On n’aime pas, on évite soigneusement la compagnie de celui qui a une maladie contagieuse; généralement on l’enferme pour que cela ne se répande pas. Mais la contagion du vice et de la mauvaise conduite, la contagion de l’avilissement, du mensonge et de ce qui est bas est infiniment plus dangereuse que la contagion d’une maladie quelconque, et c’est cela qu’il faut éviter très soigneusement. Il faut considérer comme son meilleur ami celui qui vous fait savoir qu’il ne faut pas participer à une action mauvaise ou laide, celui qui vous encourage à résister aux tentations inférieures, celui-là est l’ami. C’est avec celui-là qu’il faut s’associer, et non avec celui qui rigole avec vous et fortifie vos mauvais penchants. Voilà.

Maintenant, nous n’insisterons pas et j’espère que ceux à qui je pense comprendront ce que j’ai dit.

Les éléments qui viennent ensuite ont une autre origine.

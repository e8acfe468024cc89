//! Pity state and rarity resolution
//!
//! The ledger is the only state that survives across rolls; the resolver is a
//! pure function over a ledger snapshot, and the updater is the single place
//! allowed to mutate counters.

pub mod ledger;
pub mod resolver;
pub mod updater;

pub use ledger::PityLedger;
pub use resolver::{resolve, resolve_with, Resolution, ResolutionPath};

Au fond, on ne devrait prendre pour amis que des gens plus sages que soi-même, quelqu’un dont la compagnie vous ennoblit et vous aide à vous surmonter, à progresser, à agir mieux et à voir plus clair. Et au fond, le meilleur ami que l’on puisse avoir, n’est-ce point le Divin, à qui l’on peut tout dire, tout révéler? Parce que c’est là qu’est la source de toute miséricorde, de tout pouvoir d’effacer l’erreur quand elle ne se reproduit plus1, d’ouvrir la route vers la réalisation véritable; celui qui peut tout comprendre, tout guérir, et aider toujours sur le chemin à ne pas faillir, à ne pas broncher, à ne pas tomber, à marcher tout droit vers le but. C’est Lui, l’ami vrai, l’ami des bons et des mauvais jours, celui qui sait comprendre, qui sait guérir et qui est toujours là quand on a besoin de Lui. Quand on L’appelle sincèrement, Il est toujours là pour vous guider, pour vous soutenir — et pour vous aimer de la façon vraie.

 

1 En 1961, au moment de la première publication de cet Entretien, Mère a commenté ainsi cette phrase: «Tant que l’on reproduit ses fautes, rien ne peut être aboli, parce qu’on les recrée à chaque minute. Quand un être fait une erreur, grave ou non, cette erreur a des conséquences dans la vie, un “Karma” qu’il faut épuiser, mais la Grâce divine, si l’on s’adresse à Elle, a le pouvoir de couper les conséquences; mais pour cela, il faut que la faute ne se reproduise pas. Il ne faudrait pas croire que l’on puisse continuer à faire les mêmes bêtises indéfiniment et qu’indéfiniment la Grâce annulera toutes les conséquences, ce n’est pas comme cela! Le passé peut être complètement purifié, nettoyé, au point de n’avoir aucun effet sur l’avenir, mais à condition qu’on n’en refasse pas un présent perpétuel; il faut que, vous-même, vous arrêtiez la vibration mauvaise en vous-même, que vous ne reproduisiez pas indéfiniment la même vibration.»